Biographie


Né à Oran en Algérie le 9 mars 1941 et mort à Marseille le 24 mars 2014, Jean-François Mattéi avait fait toutes ses études au Lycée Lamoricière d’Oran et à l’Université d’Aix-en-Provence. Diplômé de l’Institut d’Études Politiques d’Aix-en-Provence et agrégé de philosophie en 1967, professeur à l’université de Nice-Sophia Antipolis de 1981 à 2009 et à l’IEP d’Aix pendant vingt ans, grand pédagogue et conférencier infatigable, Jean-François Mattéi a formé des générations entières d’étudiants en France comme à l’étranger. Il était, entre autres, spécialiste de Platon, Heidegger et Camus, auxquels il a consacré de nombreux ouvrages ou essais, comme par exemple Platon et le miroir du mythe en1996, Heidegger et Hölderlin en 2001,ou Albert Camus. Du refus au consentement en2011. Mais c’était aussi un penseur impliqué dans les affaires du monde, un observateur engagé et critique de la société contemporaine comme l’attestent plusieurs de ses ouvrages tels La Barbarie intérieure. Essai sur l’immonde moderne, en 1999, Le Regard vide, en 2007, Le Procès de l’Europe en 2011, L’Homme indigné, en 2012 ou L’Homme dévasté paru à titre posthume en 2015.  C’était enfin un amoureux et fin connaisseur du cinéma, de la musique, de la bande dessinée, de la comédie musicale, et un excellent pianiste de jazz. Penseur résolument grec et profondément ancré dans le monde méditerranéen dont il était issu, fidèle à la « pensée de midi » incarnée par Albert Camus, il avait fait sienne cette phrase de L’exil d’Hélène dans L’Été : « L’ignorance reconnue, le refus du fanatisme, les bornes du monde et de l’homme, le visage aimé, la beauté enfin, voici le camp où nous rejoindrons les Grecs ».

Jean-François Mattéi, par lui-même

Quand on revient sur un parcours de philosophe, avec le brin de nostalgie que ce retour impose, on fait obscurément appel à l’identité narrative dont parlait Paul Ricœur. Elle ne cesse sans doute de se faire et de se défaire au fil d’un récit réinventé à mesure. Il reste qu’elle est racontée par un même sujet qui tisse son identité mouvante sur une même trame. En réfléchissant à la question que me pose Paul Audi, sur ma situation dans la philosophie contemporaine, je m’aperçois que, depuis mon premier ouvrage, je suis resté fidèle à un seul thème, inactuel en diable, tout en le déclinant sur des terrains différents, métaphysique, éthique et politique.

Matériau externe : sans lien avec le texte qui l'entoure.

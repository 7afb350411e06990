use std::collections::HashMap;

use crate::models::{AnnotationEvent, TimeRange};

/// Collapse region start/end events into single region entries.
///
/// Events sharing a region id become one entry spanning from the first
/// member's time to the second member's time. A lone member that is missing
/// a bound was cut by the visible range and is clamped to it. Regions are
/// returned first, followed by point events in their original order.
pub fn pair_regions(events: Vec<AnnotationEvent>, range: &TimeRange) -> Vec<AnnotationEvent> {
    let mut groups: Vec<Vec<AnnotationEvent>> = Vec::new();
    let mut group_index: HashMap<i64, usize> = HashMap::new();
    let mut points = Vec::new();

    for event in events {
        match event.region() {
            Some(region_id) => {
                let idx = *group_index.entry(region_id).or_insert_with(|| {
                    groups.push(Vec::new());
                    groups.len() - 1
                });
                groups[idx].push(event);
            }
            None => points.push(event),
        }
    }

    let mut paired: Vec<AnnotationEvent> = groups
        .into_iter()
        .filter_map(|members| merge_region(members, range))
        .collect();
    paired.extend(points);
    paired
}

fn merge_region(members: Vec<AnnotationEvent>, range: &TimeRange) -> Option<AnnotationEvent> {
    let mut members = members.into_iter();
    let mut region = members.next()?;

    if let Some(end) = members.next() {
        region.time_end = end.time;
        region.is_region = true;
        return Some(region);
    }

    if region.time.is_none() || region.time_end.is_none() {
        if is_region_start(&region) {
            region.time_end = Some(range.to_millis() - 1);
        } else {
            region.time = Some(range.from_millis() + 1);
        }
        region.is_region = true;
    }
    Some(region)
}

fn is_region_start(event: &AnnotationEvent) -> bool {
    matches!((event.id, event.region()), (Some(id), Some(region_id)) if id == region_id)
}

#[cfg(test)]
mod tests {
    use super::*;
    use chrono::{TimeZone, Utc};

    fn range() -> TimeRange {
        TimeRange::absolute(
            Utc.timestamp_millis_opt(1_000).unwrap(),
            Utc.timestamp_millis_opt(9_000).unwrap(),
        )
    }

    fn member(id: i64, region_id: i64, time: Option<i64>) -> AnnotationEvent {
        AnnotationEvent {
            id: Some(id),
            region_id: Some(region_id),
            time,
            tags: Some(vec!["r".into()]),
            ..Default::default()
        }
    }

    fn point(id: i64, time: i64) -> AnnotationEvent {
        AnnotationEvent {
            id: Some(id),
            time: Some(time),
            ..Default::default()
        }
    }

    #[test]
    fn test_pairs_start_and_end() {
        let events = vec![point(1, 50), member(10, 10, Some(2_000)), member(11, 10, Some(4_000))];
        let result = pair_regions(events, &range());

        assert_eq!(result.len(), 2);
        let region = &result[0];
        assert_eq!(region.id, Some(10));
        assert_eq!(region.time, Some(2_000));
        assert_eq!(region.time_end, Some(4_000));
        assert!(region.is_region);
        assert_eq!(result[1], point(1, 50));
    }

    #[test]
    fn test_cut_region_start_extends_to_range_end() {
        let result = pair_regions(vec![member(10, 10, Some(2_000))], &range());
        assert_eq!(result[0].time, Some(2_000));
        assert_eq!(result[0].time_end, Some(8_999));
        assert!(result[0].is_region);
    }

    #[test]
    fn test_cut_region_end_starts_at_range_start() {
        let mut end = member(11, 10, None);
        end.time_end = Some(5_000);
        let result = pair_regions(vec![end], &range());
        assert_eq!(result[0].time, Some(1_001));
        assert_eq!(result[0].time_end, Some(5_000));
        assert!(result[0].is_region);
    }

    #[test]
    fn test_complete_lone_region_left_alone() {
        let mut whole = member(10, 10, Some(2_000));
        whole.time_end = Some(3_000);
        let result = pair_regions(vec![whole.clone()], &range());
        assert_eq!(result, vec![whole]);
    }

    #[test]
    fn test_points_keep_their_order() {
        let events = vec![point(3, 30), point(1, 10), point(2, 20)];
        let result = pair_regions(events.clone(), &range());
        assert_eq!(result, events);
    }
}
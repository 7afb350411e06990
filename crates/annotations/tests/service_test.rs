use async_trait::async_trait;
use chrono::{Duration, TimeZone, Utc};
use panel_annotations::{
    backend::{AnnotationSearch, BackendClient},
    datasource::{
        AnnotationDatasource, AnnotationQueryRequest, BuiltInDatasource, StaticRegistry, BUILT_IN_DATASOURCE,
    },
    events::{AppEvent, DashboardEvent},
    models::{
        AlertState, AnnotationEvent, AnnotationList, AnnotationQuery, AnnotationSource, Dashboard, PanelRef,
        Templating, TemplateVariable, TimeRange, VariableCurrent, VariableOption, VariableValue,
    },
    AnnotationsService, Error, Result,
};
use serde_json::{json, Value};
use std::sync::atomic::{AtomicUsize, Ordering};
use std::sync::{Arc, Mutex};
use tokio::sync::{broadcast, Notify};

#[derive(Default)]
struct FakeBackend {
    alert_state_calls: AtomicUsize,
    searches: Mutex<Vec<AnnotationSearch>>,
    stored: Vec<AnnotationEvent>,
    writes: Mutex<Vec<String>>,
}

#[async_trait]
impl BackendClient for FakeBackend {
    async fn alert_states_for_dashboard(&self, dashboard_id: i64) -> Result<Vec<AlertState>> {
        self.alert_state_calls.fetch_add(1, Ordering::SeqCst);
        Ok(vec![serde_json::from_value(json!({
            "id": 1,
            "dashboardId": dashboard_id,
            "panelId": 2,
            "state": "pending",
            "evalData": { "noData": true }
        }))?])
    }

    async fn find_annotations(&self, search: &AnnotationSearch) -> Result<Vec<AnnotationEvent>> {
        self.searches.lock().unwrap().push(search.clone());
        Ok(self.stored.clone())
    }

    async fn create_annotation(&self, _event: &AnnotationEvent) -> Result<Value> {
        self.writes.lock().unwrap().push("create".into());
        Ok(json!({ "id": 100 }))
    }

    async fn update_annotation(&self, id: i64, _event: &AnnotationEvent) -> Result<Value> {
        self.writes.lock().unwrap().push(format!("update {}", id));
        Ok(json!({}))
    }

    async fn delete_annotation(&self, id: i64) -> Result<()> {
        self.writes.lock().unwrap().push(format!("delete {}", id));
        Ok(())
    }

    async fn delete_region(&self, region_id: i64) -> Result<()> {
        self.writes.lock().unwrap().push(format!("delete region {}", region_id));
        Ok(())
    }
}

/// Datasource that waits for `gate` before answering and counts queries.
struct GatedDatasource {
    queries: AtomicUsize,
    gate: Arc<Notify>,
    events: Vec<AnnotationEvent>,
}

#[async_trait]
impl AnnotationDatasource for GatedDatasource {
    async fn annotation_query(&self, _request: &AnnotationQueryRequest) -> Result<Vec<AnnotationEvent>> {
        self.queries.fetch_add(1, Ordering::SeqCst);
        self.gate.notified().await;
        Ok(self.events.clone())
    }
}

struct StaticDatasource(Result<Vec<AnnotationEvent>>);

#[async_trait]
impl AnnotationDatasource for StaticDatasource {
    async fn annotation_query(&self, _request: &AnnotationQueryRequest) -> Result<Vec<AnnotationEvent>> {
        match &self.0 {
            Ok(events) => Ok(events.clone()),
            Err(e) => Err(Error::Datasource(e.to_string())),
        }
    }
}

fn tagged(id: Option<i64>, time: i64, tags: &[&str]) -> AnnotationEvent {
    AnnotationEvent {
        id,
        time: Some(time),
        tags: Some(tags.iter().map(|t| t.to_string()).collect()),
        ..Default::default()
    }
}

fn source(name: &str, datasource: &str) -> AnnotationSource {
    AnnotationSource {
        name: name.into(),
        enable: true,
        datasource: Some(datasource.into()),
        ..Default::default()
    }
}

fn live_query(dashboard: Dashboard, panel: PanelRef) -> AnnotationQuery {
    AnnotationQuery {
        panel,
        dashboard: Arc::new(dashboard),
        range: TimeRange::last(Duration::hours(1)),
    }
}

#[tokio::test]
async fn test_concurrent_panels_share_one_fetch() {
    let gate = Arc::new(Notify::new());
    let datasource = Arc::new(GatedDatasource {
        queries: AtomicUsize::new(0),
        gate: gate.clone(),
        events: vec![tagged(None, 10, &["a"])],
    });
    let registry = StaticRegistry::new().with_datasource("loki", datasource.clone());
    let service = AnnotationsService::new(Arc::new(FakeBackend::default()), Arc::new(registry));

    let dashboard = Dashboard {
        id: Some(1),
        uid: Some("ops".into()),
        annotations: AnnotationList {
            list: vec![source("Logs", "loki")],
        },
        ..Default::default()
    };
    let first = live_query(dashboard.clone(), PanelRef::new(1));
    let second = live_query(dashboard, PanelRef::new(2));

    let release = async {
        while datasource.queries.load(Ordering::SeqCst) == 0 {
            tokio::task::yield_now().await;
        }
        tokio::task::yield_now().await;
        gate.notify_one();
    };
    let (a, b, _) = tokio::join!(service.get_annotations(&first), service.get_annotations(&second), release);

    assert_eq!(datasource.queries.load(Ordering::SeqCst), 1);
    assert_eq!(a.annotations, b.annotations);
    assert_eq!(a.annotations.len(), 1);
}

#[tokio::test]
async fn test_full_pipeline() {
    let metrics = vec![
        // Region start/end pair, tagged for prod.
        AnnotationEvent {
            id: Some(20),
            region_id: Some(20),
            ..tagged(Some(20), 2_000, &["prod"])
        },
        AnnotationEvent {
            id: Some(21),
            region_id: Some(20),
            ..tagged(Some(21), 4_000, &["prod"])
        },
        // Staging deploy, filtered out by the env variable.
        tagged(Some(22), 3_000, &["staging"]),
        // Untagged marker, always dropped.
        AnnotationEvent {
            id: Some(23),
            time: Some(3_500),
            ..Default::default()
        },
    ];
    let logs = vec![tagged(None, 1_500, &["prod", "logs"]), tagged(None, 1_500, &["logs", "prod"])];

    let registry = StaticRegistry::new()
        .with_datasource("prometheus", Arc::new(StaticDatasource(Ok(metrics))))
        .with_datasource("loki", Arc::new(StaticDatasource(Ok(logs))));
    let backend = Arc::new(FakeBackend::default());
    let service = AnnotationsService::new(backend.clone(), Arc::new(registry));

    let mut env = source("env", "prometheus");
    env.filter_by_variable = true;
    let dashboard = Dashboard {
        id: Some(1),
        uid: Some("ops".into()),
        annotations: AnnotationList {
            list: vec![env, source("Logs", "loki")],
        },
        templating: Templating {
            list: vec![TemplateVariable {
                name: "env".into(),
                current: VariableCurrent {
                    value: VariableValue::Multi(vec!["$__all".into()]),
                },
                options: vec![
                    VariableOption { value: "$__all".into() },
                    VariableOption { value: "prod".into() },
                ],
            }],
        },
        ..Default::default()
    };

    let query = AnnotationQuery {
        panel: PanelRef {
            id: 2,
            alert: Some(json!({ "name": "Errors" })),
            transform: None,
        },
        dashboard: Arc::new(dashboard),
        range: TimeRange {
            from: Utc.timestamp_millis_opt(1_000).unwrap(),
            to: Utc.timestamp_millis_opt(9_000).unwrap(),
            raw: panel_annotations::models::RawTimeRange {
                from: "now-1h".into(),
                to: "now".into(),
            },
        },
    };

    let result = service.get_annotations(&query).await;

    let summary: Vec<(Option<i64>, Option<i64>, Option<i64>, bool)> = result
        .annotations
        .iter()
        .map(|e| (e.id, e.time, e.time_end, e.is_region))
        .collect();
    assert_eq!(
        summary,
        vec![
            (Some(20), Some(2_000), Some(4_000), true),
            (None, Some(1_500), None, false),
        ]
    );
    assert_eq!(result.annotations[1].source_name(), Some("Logs"));

    let alert_state = result.alert_state.unwrap();
    assert_eq!(alert_state.panel_id, 2);
    assert_eq!(alert_state.extra["evalData"], json!({ "noData": true }));
    assert_eq!(backend.alert_state_calls.load(Ordering::SeqCst), 1);
}

#[tokio::test]
async fn test_one_failing_source_empties_the_result() {
    let registry = StaticRegistry::new()
        .with_datasource("good", Arc::new(StaticDatasource(Ok(vec![tagged(None, 1, &["a"])]))))
        .with_datasource("bad", Arc::new(StaticDatasource(Err(Error::Internal("timeout".into())))));
    let service = AnnotationsService::new(Arc::new(FakeBackend::default()), Arc::new(registry));
    let mut notifications = service.subscribe();

    let dashboard = Dashboard {
        uid: Some("ops".into()),
        annotations: AnnotationList {
            list: vec![source("Good", "good"), source("Bad", "bad")],
        },
        ..Default::default()
    };
    let result = service.get_annotations(&live_query(dashboard, PanelRef::new(1))).await;

    assert!(result.annotations.is_empty());
    assert!(result.alert_state.is_none());
    match notifications.recv().await.unwrap() {
        AppEvent::AlertError { title, message } => {
            assert_eq!(title, "Annotation Query Failed");
            assert!(message.contains("timeout"));
        }
    }
}

#[tokio::test]
async fn test_built_in_datasource_round_trip_with_refresh() {
    let backend = Arc::new(FakeBackend {
        stored: vec![tagged(Some(1), 100, &["deploy"])],
        ..Default::default()
    });
    let registry = StaticRegistry::new()
        .with_datasource(BUILT_IN_DATASOURCE, Arc::new(BuiltInDatasource::new(backend.clone(), 50)))
        .with_default(BUILT_IN_DATASOURCE);
    let service = AnnotationsService::new(backend.clone(), Arc::new(registry));

    let dashboard = Dashboard {
        id: Some(9),
        uid: Some("ops".into()),
        annotations: AnnotationList {
            list: vec![AnnotationSource {
                name: "Annotations & Alerts".into(),
                enable: true,
                source_type: Some("dashboard".into()),
                ..Default::default()
            }],
        },
        ..Default::default()
    };
    let (refresh_tx, refresh_rx) = broadcast::channel(8);
    service.init(&dashboard, refresh_rx).await;

    let query = live_query(dashboard, PanelRef::new(1));
    assert_eq!(service.get_annotations(&query).await.annotations.len(), 1);
    assert_eq!(service.get_annotations(&query).await.annotations.len(), 1);
    assert_eq!(backend.searches.lock().unwrap().len(), 1);
    assert_eq!(backend.searches.lock().unwrap()[0].dashboard_id, Some(9));

    refresh_tx.send(DashboardEvent::Refresh).unwrap();
    while backend.searches.lock().unwrap().len() < 2 {
        service.get_annotations(&query).await;
        tokio::task::yield_now().await;
    }

    service
        .delete(&AnnotationEvent {
            id: Some(1),
            ..Default::default()
        })
        .await
        .unwrap();
    service.get_annotations(&query).await;
    assert_eq!(backend.searches.lock().unwrap().len(), 3);
    assert_eq!(backend.writes.lock().unwrap().clone(), vec!["delete 1".to_string()]);
}

#[tokio::test]
async fn test_refresh_after_new_dashboard_is_saved() {
    let backend = Arc::new(FakeBackend {
        stored: vec![tagged(Some(1), 100, &["deploy"])],
        ..Default::default()
    });
    let registry = StaticRegistry::new()
        .with_datasource(BUILT_IN_DATASOURCE, Arc::new(BuiltInDatasource::new(backend.clone(), 50)))
        .with_default(BUILT_IN_DATASOURCE);
    let service = AnnotationsService::new(backend.clone(), Arc::new(registry));

    let mut dashboard = Dashboard {
        annotations: AnnotationList {
            list: vec![AnnotationSource {
                name: "Annotations & Alerts".into(),
                enable: true,
                source_type: Some("dashboard".into()),
                ..Default::default()
            }],
        },
        ..Default::default()
    };
    let (refresh_tx, refresh_rx) = broadcast::channel(8);
    service.init(&dashboard, refresh_rx).await;

    dashboard.id = Some(5);
    dashboard.uid = Some("fresh".into());
    let query = live_query(dashboard, PanelRef::new(1));
    service.get_annotations(&query).await;
    service.get_annotations(&query).await;
    assert_eq!(backend.searches.lock().unwrap().len(), 1);

    refresh_tx.send(DashboardEvent::Refresh).unwrap();
    for _ in 0..100 {
        if backend.searches.lock().unwrap().len() >= 2 {
            break;
        }
        tokio::task::yield_now().await;
        service.get_annotations(&query).await;
    }
    assert_eq!(backend.searches.lock().unwrap().len(), 2);
    assert_eq!(backend.searches.lock().unwrap()[1].dashboard_id, Some(5));
}
use chrono::{DateTime, Duration, Utc};
use serde::{Deserialize, Serialize};
use serde_json::Value as JsonValue;
use std::sync::Arc;

/// Selection sentinel meaning "every option of the variable".
pub const ALL_VALUE: &str = "$__all";

/// Raw range bound that marks a live, open-ended view.
pub const NOW: &str = "now";

// Annotation source configured on a dashboard
#[derive(Debug, Clone, Default, PartialEq, Serialize, Deserialize)]
#[serde(rename_all = "camelCase")]
pub struct AnnotationSource {
    pub name: String,
    #[serde(default)]
    pub enable: bool,
    #[serde(default, skip_serializing_if = "Option::is_none")]
    pub datasource: Option<String>,
    #[serde(rename = "type", default, skip_serializing_if = "Option::is_none")]
    pub source_type: Option<String>,
    #[serde(default)]
    pub match_dashboards: bool,
    #[serde(default)]
    pub filter_by_variable: bool,
    #[serde(default, skip_serializing_if = "Option::is_none")]
    pub tags: Option<Vec<String>>,
    #[serde(default, skip_serializing_if = "Option::is_none")]
    pub limit: Option<u32>,
    #[serde(default, skip_serializing_if = "Option::is_none")]
    pub snapshot_data: Option<Vec<AnnotationEvent>>,
}

impl AnnotationSource {
    pub fn is_dashboard_scoped(&self) -> bool {
        self.source_type.as_deref() == Some("dashboard")
    }

    /// Copy of this source used as the provenance reference on events,
    /// without the (potentially large) snapshot payload.
    pub fn without_snapshot(&self) -> Self {
        Self {
            snapshot_data: None,
            ..self.clone()
        }
    }
}

/// A per-variable annotation filter, derived from an annotation source.
#[derive(Debug, Clone, PartialEq, Eq, Serialize, Deserialize)]
#[serde(rename_all = "camelCase")]
pub struct AnnotationFilterRule {
    pub name: String,
    pub enable: bool,
    pub filter_by_variable: bool,
}

impl From<&AnnotationSource> for AnnotationFilterRule {
    fn from(source: &AnnotationSource) -> Self {
        Self {
            name: source.name.clone(),
            enable: source.enable,
            filter_by_variable: source.filter_by_variable,
        }
    }
}

#[derive(Debug, Clone, Default, PartialEq, Serialize, Deserialize)]
#[serde(rename_all = "camelCase")]
pub struct AnnotationEvent {
    #[serde(default, skip_serializing_if = "Option::is_none")]
    pub id: Option<i64>,
    #[serde(default, skip_serializing_if = "Option::is_none")]
    pub alert_id: Option<i64>,
    #[serde(default, skip_serializing_if = "Option::is_none")]
    pub dashboard_id: Option<i64>,
    #[serde(default, skip_serializing_if = "Option::is_none")]
    pub panel_id: Option<i64>,
    #[serde(default, skip_serializing_if = "Option::is_none")]
    pub time: Option<i64>,
    #[serde(default, skip_serializing_if = "Option::is_none")]
    pub time_end: Option<i64>,
    #[serde(default, skip_serializing_if = "Option::is_none")]
    pub tags: Option<Vec<String>>,
    #[serde(default, skip_serializing_if = "Option::is_none")]
    pub text: Option<String>,
    #[serde(default)]
    pub is_region: bool,
    #[serde(default, skip_serializing_if = "Option::is_none")]
    pub region_id: Option<i64>,
    #[serde(rename = "type", default, skip_serializing_if = "Option::is_none")]
    pub event_type: Option<String>,
    #[serde(skip)]
    pub source: Option<Arc<AnnotationSource>>,
}

impl AnnotationEvent {
    /// Panel id, treating the API's `0` placeholder as "no panel".
    pub fn panel_affinity(&self) -> Option<i64> {
        self.panel_id.filter(|id| *id != 0)
    }

    /// Region id, treating the API's `0` placeholder as "not a region member".
    pub fn region(&self) -> Option<i64> {
        self.region_id.filter(|id| *id != 0)
    }

    pub fn is_alert(&self) -> bool {
        self.event_type.as_deref() == Some("alert")
    }

    pub fn source_name(&self) -> Option<&str> {
        self.source.as_deref().map(|s| s.name.as_str())
    }
}

#[derive(Debug, Clone, PartialEq, Eq, Serialize, Deserialize)]
#[serde(untagged)]
pub enum VariableValue {
    Single(String),
    Multi(Vec<String>),
}

impl Default for VariableValue {
    fn default() -> Self {
        VariableValue::Multi(Vec::new())
    }
}

impl VariableValue {
    pub fn to_vec(&self) -> Vec<String> {
        match self {
            VariableValue::Single(value) => vec![value.clone()],
            VariableValue::Multi(values) => values.clone(),
        }
    }
}

#[derive(Debug, Clone, Default, PartialEq, Eq, Serialize, Deserialize)]
pub struct VariableCurrent {
    #[serde(default)]
    pub value: VariableValue,
}

#[derive(Debug, Clone, PartialEq, Eq, Serialize, Deserialize)]
pub struct VariableOption {
    pub value: String,
}

#[derive(Debug, Clone, Default, PartialEq, Eq, Serialize, Deserialize)]
pub struct TemplateVariable {
    pub name: String,
    #[serde(default)]
    pub current: VariableCurrent,
    #[serde(default)]
    pub options: Vec<VariableOption>,
}

impl TemplateVariable {
    /// Currently selected values with `$__all` expanded to every option.
    pub fn selected_values(&self) -> Vec<String> {
        let selected = self.current.value.to_vec();
        if selected.first().map(String::as_str) == Some(ALL_VALUE) {
            return self
                .options
                .iter()
                .map(|o| o.value.clone())
                .filter(|v| v != ALL_VALUE)
                .collect();
        }
        selected
    }
}

#[derive(Debug, Clone, PartialEq, Serialize, Deserialize)]
#[serde(rename_all = "camelCase")]
pub struct AlertState {
    #[serde(default)]
    pub id: i64,
    #[serde(default)]
    pub dashboard_id: i64,
    pub panel_id: i64,
    pub state: String,
    #[serde(default, skip_serializing_if = "Option::is_none")]
    pub new_state_date: Option<DateTime<Utc>>,
    #[serde(flatten)]
    pub extra: serde_json::Map<String, JsonValue>,
}

#[derive(Debug, Clone, Default, PartialEq, Serialize, Deserialize)]
pub struct AnnotationList {
    #[serde(default)]
    pub list: Vec<AnnotationSource>,
}

#[derive(Debug, Clone, Default, PartialEq, Serialize, Deserialize)]
pub struct Templating {
    #[serde(default)]
    pub list: Vec<TemplateVariable>,
}

#[derive(Debug, Clone, Default, PartialEq, Serialize, Deserialize)]
pub struct Dashboard {
    #[serde(default, skip_serializing_if = "Option::is_none")]
    pub id: Option<i64>,
    #[serde(default, skip_serializing_if = "Option::is_none")]
    pub uid: Option<String>,
    #[serde(default, skip_serializing_if = "Option::is_none")]
    pub title: Option<String>,
    #[serde(default)]
    pub snapshot: bool,
    #[serde(default)]
    pub annotations: AnnotationList,
    #[serde(default)]
    pub templating: Templating,
}

impl Dashboard {
    /// Identity used to scope cached results to one dashboard view.
    pub fn session_key(&self) -> String {
        match (&self.uid, self.id) {
            (Some(uid), _) => uid.clone(),
            (None, Some(id)) => format!("id:{}", id),
            (None, None) => "unsaved".to_string(),
        }
    }

    pub fn filter_rules(&self) -> Vec<AnnotationFilterRule> {
        self.annotations.list.iter().map(AnnotationFilterRule::from).collect()
    }

    pub fn variables(&self) -> &[TemplateVariable] {
        &self.templating.list
    }
}

#[derive(Debug, Clone, Default, PartialEq, Serialize, Deserialize)]
pub struct PanelRef {
    pub id: i64,
    #[serde(default, skip_serializing_if = "Option::is_none")]
    pub alert: Option<JsonValue>,
    #[serde(default, skip_serializing_if = "Option::is_none")]
    pub transform: Option<String>,
}

impl PanelRef {
    pub fn new(id: i64) -> Self {
        Self {
            id,
            ..Default::default()
        }
    }

    pub fn has_alert(&self) -> bool {
        matches!(&self.alert, Some(alert) if !alert.is_null())
    }

    /// Annotation list panels show annotations from every panel.
    pub fn is_annotations_list(&self) -> bool {
        self.transform.as_deref() == Some("annotations")
    }
}

#[derive(Debug, Clone, PartialEq, Eq, Serialize, Deserialize)]
pub struct RawTimeRange {
    pub from: String,
    pub to: String,
}

#[derive(Debug, Clone, PartialEq, Eq, Serialize, Deserialize)]
pub struct TimeRange {
    pub from: DateTime<Utc>,
    pub to: DateTime<Utc>,
    pub raw: RawTimeRange,
}

impl TimeRange {
    /// Live range ending at `now`, e.g. `last(Duration::hours(6))` for `now-6h`.
    pub fn last(span: Duration) -> Self {
        let to = Utc::now();
        Self {
            from: to - span,
            to,
            raw: RawTimeRange {
                from: format!("now-{}s", span.num_seconds()),
                to: NOW.to_string(),
            },
        }
    }

    /// Fixed range; neither bound is relative to `now`.
    pub fn absolute(from: DateTime<Utc>, to: DateTime<Utc>) -> Self {
        Self {
            from,
            to,
            raw: RawTimeRange {
                from: from.to_rfc3339(),
                to: to.to_rfc3339(),
            },
        }
    }

    pub fn is_open_ended(&self) -> bool {
        self.raw.to == NOW
    }

    pub fn from_millis(&self) -> i64 {
        self.from.timestamp_millis()
    }

    pub fn to_millis(&self) -> i64 {
        self.to.timestamp_millis()
    }
}

/// What a panel asks for when it wants its annotations.
#[derive(Debug, Clone)]
pub struct AnnotationQuery {
    pub panel: PanelRef,
    pub dashboard: Arc<Dashboard>,
    pub range: TimeRange,
}
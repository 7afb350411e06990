use crate::models::{AnnotationEvent, AnnotationFilterRule, TemplateVariable};

/// Drop events whose tags do not match the current template-variable
/// selections.
///
/// Untagged events never pass. A tagged event must satisfy every variable;
/// a variable constrains it only when it has a selection and at least one
/// filter rule with the variable's name, and is satisfied as soon as one of
/// those rules is disabled, does not filter by variable, or finds a selected
/// value among the event's tags.
pub fn filter_by_variables(
    events: Vec<AnnotationEvent>,
    variables: &[TemplateVariable],
    rules: &[AnnotationFilterRule],
) -> Vec<AnnotationEvent> {
    events
        .into_iter()
        .filter(|event| match &event.tags {
            Some(tags) => variables
                .iter()
                .all(|variable| satisfies_variable(tags, variable, rules)),
            None => false,
        })
        .collect()
}

fn satisfies_variable(tags: &[String], variable: &TemplateVariable, rules: &[AnnotationFilterRule]) -> bool {
    if variable.current.value.to_vec().is_empty() {
        return true;
    }

    let mut relevant = rules.iter().filter(|rule| rule.name == variable.name).peekable();
    if relevant.peek().is_none() {
        return true;
    }

    let selected = variable.selected_values();
    relevant.any(|rule| {
        !rule.filter_by_variable
            || !rule.enable
            || selected.iter().any(|value| tags.contains(value))
    })
}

Mon Doctorat d’État parut en 1983 aux Puf dans la collection « Épiméthée » sous le nom de L’Étranger et le Simulacre. Son titre faisait allusion, chez Platon, à la dualité du philosophe, étranger dans sa propre cité comme Socrate dans le Phèdre, et du sophiste qui simulait la démarche du philosophe au point de s’identifier à lui. En grec, philosóphos et sophistés sont de même racine, et l’on confondait à Athènes comme on confond aujourd’hui l’homme habile en paroles vraies et l’homme habile en faux-semblants. Le titre jouait aussi, cette fois chez Nietzsche le grand adversaire de Platon, sur la dualité du Voyageur et son ombre. Il me semblait que l’opposition du philosophe et du sophiste, transposée sous celle de l’Étranger et du Simulacre, se retrouvait à travers l’histoire de la philosophie européenne.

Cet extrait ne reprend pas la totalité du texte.